## TO DO
Your answer should be the full set of entries, given again without alteration.
..........
//! Business services; each one owns a slice of the API and talks to the
//! [`Store`](crate::store::Store) port.

pub mod auth;
pub mod dashboard;
pub mod exchange;
pub mod listings;
pub mod moderation;
pub mod upload;

pub use auth::AuthService;
pub use dashboard::DashboardService;
pub use exchange::ExchangeService;
pub use listings::ListingService;
pub use moderation::ModerationService;
pub use upload::{UploadService, UploadedFile};
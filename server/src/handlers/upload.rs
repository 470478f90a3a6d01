use std::sync::Arc;

use axum::extract::{Multipart, State};
use axum::Json;
use axum_extra::extract::WithRejection;

use crate::error::AppError;
use crate::middleware::AuthenticatedUser;
use crate::models::UploadResponse;
use crate::services::{UploadService, UploadedFile};

/// Multipart field carrying the images.
const FIELD: &str = "images";

pub async fn upload_images(
    State(uploads): State<Arc<UploadService>>,
    AuthenticatedUser(actor): AuthenticatedUser,
    WithRejection(mut multipart, _): WithRejection<Multipart, AppError>,
) -> Result<Json<UploadResponse>, AppError> {
    let mut files = Vec::new();
    while let Some(field) = multipart.next_field().await? {
        if field.name() != Some(FIELD) {
            continue;
        }
        let file_name = field.file_name().map(str::to_owned);
        let content_type = field.content_type().map(str::to_owned);
        let bytes = field.bytes().await?;
        files.push(UploadedFile {
            file_name,
            content_type,
            bytes,
        });
    }

    let image_urls = uploads.store_images(files).await?;
    tracing::info!(user_id = %actor.id, count = image_urls.len(), "images uploaded");
    Ok(Json(UploadResponse { image_urls }))
}
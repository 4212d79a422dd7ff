#![forbid(unsafe_code)]

//! # mnist_io
//! # Streaming reader for MNIST image and label files
//!
//! Records are pulled one at a time from a [`RecordIterator`], which reads
//! them from a [`FileDecoder`] over a plain, gzip or zlib stream.
//! ```no_run
//! use mnist_io::prelude::*;
//!
//! # fn main() -> mnist_io::Result<()> {
//! let mut images = Builder::new()
//!     .filename("train-images-idx3-ubyte.gz")
//!     .compression(CompressionType::Gzip)
//!     .images()?;
//! while let Some(image) = images.next_record()? {
//!     println!("{}x{}", image.rows(), image.cols());
//! }
//! // next epoch
//! images.restart()?;
//! # Ok(())
//! # }
//! ```
//! Images and labels come from separate sources. [`MNIST`] walks both in
//! lockstep through the [`Dataset`] trait.
//! ```no_run
//! use mnist_io::prelude::*;
//!
//! # fn main() -> mnist_io::Result<()> {
//! let dataset = MNIST::in_dir("data", CompressionType::Gzip);
//! for pair in dataset.get_training_iter()? {
//!     let (image, label) = pair?;
//!     println!("{} -> {}", image.pixels().len(), label.value());
//! }
//! # Ok(())
//! # }
//! ```
//! A host engine that only knows filenames and a compression string uses
//! [`DatasetHandle`].
//!
//! [`RecordIterator`]: self::datasets::mnist::RecordIterator
//! [`FileDecoder`]: self::datasets::mnist::FileDecoder
//! [`MNIST`]: self::datasets::mnist::MNIST
//! [`Dataset`]: self::datasets::Dataset
//! [`DatasetHandle`]: self::handle::DatasetHandle

pub mod compression;
pub mod datasets;
pub mod error;
pub mod handle;

pub use error::{Error, Result};

#[doc(hidden)]
pub mod prelude {
    pub use crate::{
        compression::CompressionType,
        datasets::{
            Dataset,
            mnist::{
                Builder,
                ImageDataset,
                ImageRecord,
                LabelDataset,
                LabelRecord,
                Options,
                OutputShape,
                Record,
                Split,
                MNIST,
            },
        },
        error::{Error, Result},
        handle::DatasetHandle,
    };
}
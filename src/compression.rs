use std::{
    fmt,
    io::{
        self,
        BufRead,
        Read,
    },
    str::FromStr,
};
use flate2::bufread::{GzDecoder, ZlibDecoder};

use crate::error::Error;

/// Envelope a dataset file is wrapped in. Always declared by the caller,
/// never sniffed from the content.
#[derive(Debug, Clone, Copy, PartialEq, Eq, Hash, Default)]
pub enum CompressionType {
    #[default]
    None,
    Gzip,
    Zlib,
}

impl CompressionType {
    pub fn as_str(&self) -> &'static str {
        match self {
            Self::None => "NONE",
            Self::Gzip => "GZIP",
            Self::Zlib => "ZLIB",
        }
    }

    /// Checks the leading bytes of a stream against this envelope's framing.
    pub fn matches_framing(&self, head: &[u8]) -> bool {
        match self {
            Self::None => true,
            Self::Gzip => head.starts_with(&[0x1f, 0x8b]),
            Self::Zlib => match head {
                [cmf, flg, ..] => {
                    let method = cmf & 0x0f;
                    let window = cmf >> 4;
                    method == 8 && window <= 7 && (u16::from(*cmf) << 8 | u16::from(*flg)) % 31 == 0
                }
                _ => false,
            },
        }
    }

    pub(crate) fn decompress<R: BufRead>(&self, reader: R) -> Decompressor<R> {
        match self {
            Self::None => Decompressor::Plain(reader),
            Self::Gzip => Decompressor::Gzip(GzDecoder::new(reader)),
            Self::Zlib => Decompressor::Zlib(ZlibDecoder::new(reader)),
        }
    }
}

impl fmt::Display for CompressionType {
    fn fmt(&self, f: &mut fmt::Formatter<'_>) -> fmt::Result {
        f.write_str(self.as_str())
    }
}

impl FromStr for CompressionType {
    type Err = Error;

    fn from_str(s: &str) -> Result<Self, Self::Err> {
        match s.to_ascii_uppercase().as_str() {
            "" | "NONE" => Ok(Self::None),
            "GZIP" => Ok(Self::Gzip),
            "ZLIB" => Ok(Self::Zlib),
            _ => Err(Error::UnknownCompression(s.to_owned())),
        }
    }
}

pub(crate) enum Decompressor<R: BufRead> {
    Plain(R),
    Gzip(GzDecoder<R>),
    Zlib(ZlibDecoder<R>),
}

impl<R: BufRead> Read for Decompressor<R> {
    fn read(&mut self, buf: &mut [u8]) -> io::Result<usize> {
        match self {
            Self::Plain(r) => r.read(buf),
            Self::Gzip(r) => r.read(buf),
            Self::Zlib(r) => r.read(buf),
        }
    }
}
..........
## OUTPUT FOR THIS TASK
//! Business services; each one owns a slice of the API and talks to the
//! [`Store`](crate::store::Store) port.

pub mod auth;
pub mod dashboard;
pub mod exchange;
pub mod listings;
pub mod moderation;
pub mod upload;

pub use auth::AuthService;
pub use dashboard::DashboardService;
pub use exchange::ExchangeService;
pub use listings::ListingService;
pub use moderation::ModerationService;
pub use upload::{UploadService, UploadedFile};
filename server/src/handlers/upload.rs
repository 470478f90a3a6d01
use std::sync::Arc;

use axum::extract::{Multipart, State};
use axum::Json;
use axum_extra::extract::WithRejection;

use crate::error::AppError;
use crate::middleware::AuthenticatedUser;
use crate::models::UploadResponse;
use crate::services::{UploadService, UploadedFile};

/// Multipart field carrying the images.
const FIELD: &str = "images";

pub async fn upload_images(
    State(uploads): State<Arc<UploadService>>,
    AuthenticatedUser(actor): AuthenticatedUser,
    WithRejection(mut multipart, _): WithRejection<Multipart, AppError>,
) -> Result<Json<UploadResponse>, AppError> {
    let mut files = Vec::new();
    while let Some(field) = multipart.next_field().await? {
        if field.name() != Some(FIELD) {
            continue;
        }
        let file_name = field.file_name().map(str::to_owned);
        let content_type = field.content_type().map(str::to_owned);
        let bytes = field.bytes().await?;
        files.push(UploadedFile {
            file_name,
            content_type,
            bytes,
        });
    }

    let image_urls = uploads.store_images(files).await?;
    tracing::info!(user_id = %actor.id, count = image_urls.len(), "images uploaded");
    Ok(Json(UploadResponse { image_urls }))
}
repository 4212d79a422dd7ff
#![forbid(unsafe_code)]

//! # mnist_io
//! # Streaming reader for MNIST image and label files
//!
//! Records are pulled one at a time from a [`RecordIterator`], which reads
//! them from a [`FileDecoder`] over a plain, gzip or zlib stream.
//! ```no_run
//! use mnist_io::prelude::*;
//!
//! # fn main() -> mnist_io::Result<()> {
//! let mut images = Builder::new()
//!     .filename("train-images-idx3-ubyte.gz")
//!     .compression(CompressionType::Gzip)
//!     .images()?;
//! while let Some(image) = images.next_record()? {
//!     println!("{}x{}", image.rows(), image.cols());
//! }
//! // next epoch
//! images.restart()?;
//! # Ok(())
//! # }
//! ```
//! Images and labels come from separate sources. [`MNIST`] walks both in
//! lockstep through the [`Dataset`] trait.
//! ```no_run
//! use mnist_io::prelude::*;
//!
//! # fn main() -> mnist_io::Result<()> {
//! let dataset = MNIST::in_dir("data", CompressionType::Gzip);
//! for pair in dataset.get_training_iter()? {
//!     let (image, label) = pair?;
//!     println!("{} -> {}", image.pixels().len(), label.value());
//! }
//! # Ok(())
//! # }
//! ```
//! A host engine that only knows filenames and a compression string uses
//! [`DatasetHandle`].
//!
//! [`RecordIterator`]: self::datasets::mnist::RecordIterator
//! [`FileDecoder`]: self::datasets::mnist::FileDecoder
//! [`MNIST`]: self::datasets::mnist::MNIST
//! [`Dataset`]: self::datasets::Dataset
//! [`DatasetHandle`]: self::handle::DatasetHandle

pub mod compression;
pub mod datasets;
pub mod error;
pub mod handle;

pub use error::{Error, Result};

#[doc(hidden)]
pub mod prelude {
    pub use crate::{
        compression::CompressionType,
        datasets::{
            Dataset,
            mnist::{
                Builder,
                ImageDataset,
                ImageRecord,
                LabelDataset,
                LabelRecord,
                Options,
                OutputShape,
                Record,
                Split,
                MNIST,
            },
        },
        error::{Error, Result},
        handle::DatasetHandle,
    };
}
filename src/compression.rs
use std::{
    fmt,
    io::{
        self,
        BufRead,
        Read,
    },
    str::FromStr,
};
use flate2::bufread::{GzDecoder, ZlibDecoder};

use crate::error::Error;

/// Envelope a dataset file is wrapped in. Always declared by the caller,
/// never sniffed from the content.
#[derive(Debug, Clone, Copy, PartialEq, Eq, Hash, Default)]
pub enum CompressionType {
    #[default]
    None,
    Gzip,
    Zlib,
}

impl CompressionType {
    pub fn as_str(&self) -> &'static str {
        match self {
            Self::None => "NONE",
            Self::Gzip => "GZIP",
            Self::Zlib => "ZLIB",
        }
    }

    /// Checks the leading bytes of a stream against this envelope's framing.
    pub fn matches_framing(&self, head: &[u8]) -> bool {
        match self {
            Self::None => true,
            Self::Gzip => head.starts_with(&[0x1f, 0x8b]),
            Self::Zlib => match head {
                [cmf, flg, ..] => {
                    let method = cmf & 0x0f;
                    let window = cmf >> 4;
                    method == 8 && window <= 7 && (u16::from(*cmf) << 8 | u16::from(*flg)) % 31 == 0
                }
                _ => false,
            },
        }
    }

    pub(crate) fn decompress<R: BufRead>(&self, reader: R) -> Decompressor<R> {
        match self {
            Self::None => Decompressor::Plain(reader),
            Self::Gzip => Decompressor::Gzip(GzDecoder::new(reader)),
            Self::Zlib => Decompressor::Zlib(ZlibDecoder::new(reader)),
        }
    }
}

impl fmt::Display for CompressionType {
    fn fmt(&self, f: &mut fmt::Formatter<'_>) -> fmt::Result {
        f.write_str(self.as_str())
    }
}

impl FromStr for CompressionType {
    type Err = Error;

    fn from_str(s: &str) -> Result<Self, Self::Err> {
        match s.to_ascii_uppercase().as_str() {
            "" | "NONE" => Ok(Self::None),
            "GZIP" => Ok(Self::Gzip),
            "ZLIB" => Ok(Self::Zlib),
            _ => Err(Error::UnknownCompression(s.to_owned())),
        }
    }
}

pub(crate) enum Decompressor<R: BufRead> {
    Plain(R),
    Gzip(GzDecoder<R>),
    Zlib(ZlibDecoder<R>),
}

impl<R: BufRead> Read for Decompressor<R> {
    fn read(&mut self, buf: &mut [u8]) -> io::Result<usize> {
        match self {
            Self::Plain(r) => r.read(buf),
            Self::Gzip(r) => r.read(buf),
            Self::Zlib(r) => r.read(buf),
        }
    }
}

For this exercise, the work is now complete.